Maestro e Tecnico Nazionale di pugilato dal 2003, fondatore di Sportforma nel 1995, Guido Carli aveva già una storia internazionale nel mondo sportivo — consulente SKY Cinema per un documentario con Marvin Hagler, coaching consultant per George Foreman, Sugar Ray Leonard, Laila Ali — quando scelse di dedicarsi alla costruzione del primo circuito italiano di White Collar Boxing.

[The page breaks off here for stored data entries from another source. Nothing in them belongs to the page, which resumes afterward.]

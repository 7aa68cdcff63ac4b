//! # Error Types
//!
//! Structured error types for takeoff_core. The computation pipeline itself
//! treats missing data (an unresolvable profile, an unknown kg/m) as a value,
//! not an error; these variants surface at the edges: loading catalogs and
//! params, user commands on the tally list, file output and report rendering.
//!
//! ## Example
//!
//! ```rust
//! use takeoff_core::errors::{TakeoffError, TakeoffResult};
//!
//! fn validate_length(length_m: f64) -> TakeoffResult<()> {
//!     if length_m < 0.0 {
//!         return Err(TakeoffError::InvalidInput {
//!             field: "length_m".to_string(),
//!             value: length_m.to_string(),
//!             reason: "Length cannot be negative".to_string(),
//!         });
//!     }
//!     Ok(())
//! }
//! ```

use serde::{Deserialize, Serialize};
use thiserror::Error;

/// Result type alias for takeoff_core operations
pub type TakeoffResult<T> = Result<T, TakeoffError>;

/// Structured error type for takeoff operations.
#[derive(Error, Debug, Clone, Serialize, Deserialize, PartialEq)]
#[serde(tag = "type", content = "details")]
pub enum TakeoffError {
    /// An input value is invalid (out of range, wrong type, etc.)
    #[error("Invalid input for '{field}': {value} - {reason}")]
    InvalidInput {
        field: String,
        value: String,
        reason: String,
    },

    /// A required field is missing
    #[error("Missing required field: {field}")]
    MissingField { field: String },

    /// Profile key not present in the catalog
    #[error("Profile not found: {standard}/{shape}/{size}")]
    ProfileNotFound {
        standard: String,
        shape: String,
        size: String,
    },

    /// Standard, shape or size was left empty
    #[error("Selection is incomplete: {reason}")]
    MissingSelection { reason: String },

    /// No kg/m value available for the selected profile
    #[error("Unit weight (kg/m) unknown for '{profile}'")]
    UnknownMass { profile: String },

    /// File I/O error
    #[error("File error: {operation} on '{path}' - {reason}")]
    FileError {
        operation: String,
        path: String,
        reason: String,
    },

    /// JSON serialization/deserialization error
    #[error("Serialization error: {reason}")]
    SerializationError { reason: String },

    /// Schema version mismatch
    #[error("Version mismatch: file version {file_version}, expected {expected_version}")]
    VersionMismatch {
        file_version: String,
        expected_version: String,
    },

    /// Requested output format exists only as a stub
    #[error("Unsupported: {feature}")]
    Unsupported { feature: String },

    /// Typst compilation or PDF rendering failed
    #[error("Report failed: {reason}")]
    ReportFailed { reason: String },

    /// Generic internal error (should be rare)
    #[error("Internal error: {message}")]
    Internal { message: String },
}

impl TakeoffError {
    /// Create an InvalidInput error
    pub fn invalid_input(field: impl Into<String>, value: impl Into<String>, reason: impl Into<String>) -> Self {
        TakeoffError::InvalidInput {
            field: field.into(),
            value: value.into(),
            reason: reason.into(),
        }
    }

    /// Create a MissingField error
    pub fn missing_field(field: impl Into<String>) -> Self {
        TakeoffError::MissingField {
            field: field.into(),
        }
    }

    /// Create a ProfileNotFound error
    pub fn profile_not_found(standard: impl Into<String>, shape: impl Into<String>, size: impl Into<String>) -> Self {
        TakeoffError::ProfileNotFound {
            standard: standard.into(),
            shape: shape.into(),
            size: size.into(),
        }
    }

    /// Create a MissingSelection error
    pub fn missing_selection(reason: impl Into<String>) -> Self {
        TakeoffError::MissingSelection {
            reason: reason.into(),
        }
    }

    /// Create an UnknownMass error
    pub fn unknown_mass(profile: impl Into<String>) -> Self {
        TakeoffError::UnknownMass {
            profile: profile.into(),
        }
    }

    /// Create a FileError
    pub fn file_error(operation: impl Into<String>, path: impl Into<String>, reason: impl Into<String>) -> Self {
        TakeoffError::FileError {
            operation: operation.into(),
            path: path.into(),
            reason: reason.into(),
        }
    }

    /// Create a SerializationError
    pub fn serialization(reason: impl Into<String>) -> Self {
        TakeoffError::SerializationError {
            reason: reason.into(),
        }
    }

    /// Create an Unsupported error
    pub fn unsupported(feature: impl Into<String>) -> Self {
        TakeoffError::Unsupported {
            feature: feature.into(),
        }
    }

    /// Check if this is a recoverable error (the user can fix the input and retry)
    pub fn is_recoverable(&self) -> bool {
        matches!(
            self,
            TakeoffError::MissingSelection { .. }
                | TakeoffError::UnknownMass { .. }
                | TakeoffError::InvalidInput { .. }
        )
    }

    /// Get a short error code for programmatic handling
    pub fn error_code(&self) -> &'static str {
        match self {
            TakeoffError::InvalidInput { .. } => "INVALID_INPUT",
            TakeoffError::MissingField { .. } => "MISSING_FIELD",
            TakeoffError::ProfileNotFound { .. } => "PROFILE_NOT_FOUND",
            TakeoffError::MissingSelection { .. } => "MISSING_SELECTION",
            TakeoffError::UnknownMass { .. } => "UNKNOWN_MASS",
            TakeoffError::FileError { .. } => "FILE_ERROR",
            TakeoffError::SerializationError { .. } => "SERIALIZATION_ERROR",
            TakeoffError::VersionMismatch { .. } => "VERSION_MISMATCH",
            TakeoffError::Unsupported { .. } => "UNSUPPORTED",
            TakeoffError::ReportFailed { .. } => "REPORT_FAILED",
            TakeoffError::Internal { .. } => "INTERNAL_ERROR",
        }
    }
}

impl From<serde_json::Error> for TakeoffError {
    fn from(e: serde_json::Error) -> Self {
        TakeoffError::serialization(e.to_string())
    }
}
// File: crates/plot-core/src/axis.rs
// Summary: Axis ticks (pixel position + label value) and uniform tick layout.

use crate::scale::ScaleMapper;

/// A graduation mark along one axis.
#[derive(Clone, Copy, Debug, PartialEq)]
pub struct Tick {
    /// Pixel coordinate along the axis (x for horizontal axes, y for vertical ones).
    pub pixel: i32,
    pub value: f64,
}

/// `divisions + 1` evenly spaced fractions from 0 to 1 inclusive.
pub fn fractions(divisions: u32) -> Vec<f64> {
    let d = divisions.max(1);
    (0..=d).map(|i| i as f64 / d as f64).collect()
}

/// Ticks at uniform fractions of the mapper's data range, labelled with the
/// interpolated data value rather than the nearest sample.
pub fn uniform_ticks(mapper: &ScaleMapper, divisions: u32) -> Vec<Tick> {
    fractions(divisions)
        .into_iter()
        .map(|t| Tick { pixel: mapper.map_fraction(t), value: mapper.range.lerp(t) })
        .collect()
}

Come dichiarato in un'intervista nel primo documentario didattico sul pugilato girato in Italia: «La boxe è il più bello spettacolo di forza, coraggio e intelligenza che si possa ammirare nell'agonistica sportiva». Per lui, formare managers e imprenditori era vitale quanto allenare un campione.

L'eredità di quel settembre 2015

Quella pubblicazione su Panorama aprì una stagione nuova. Nei mesi successivi altri media italiani avrebbero seguito — dai giornali sportivi locali alle televisioni regionali. Ma la data del 30 settembre 2015 resta il momento in cui l'Italia ha scoperto per la prima volta, attraverso un media nazionale di primo piano, che esisteva una boxe per tutti: per il manager, l'avvocato, l'imprenditore. Una boxe senza ring da professionisti, senza milioni di dollari, senza monopoli. Una boxe per raccogliere fondi, fare comunità, diventare migliori.

Eravamo i primi. Lo siamo ancora.


📰 Fonte: Panorama, settimanale italiano di informazione — numero del 30 settembre 2015.

Articolo dedicato a Guido Carli, EBF Italia / Sportforma APS, pionieri del White Collar Boxing in Italia.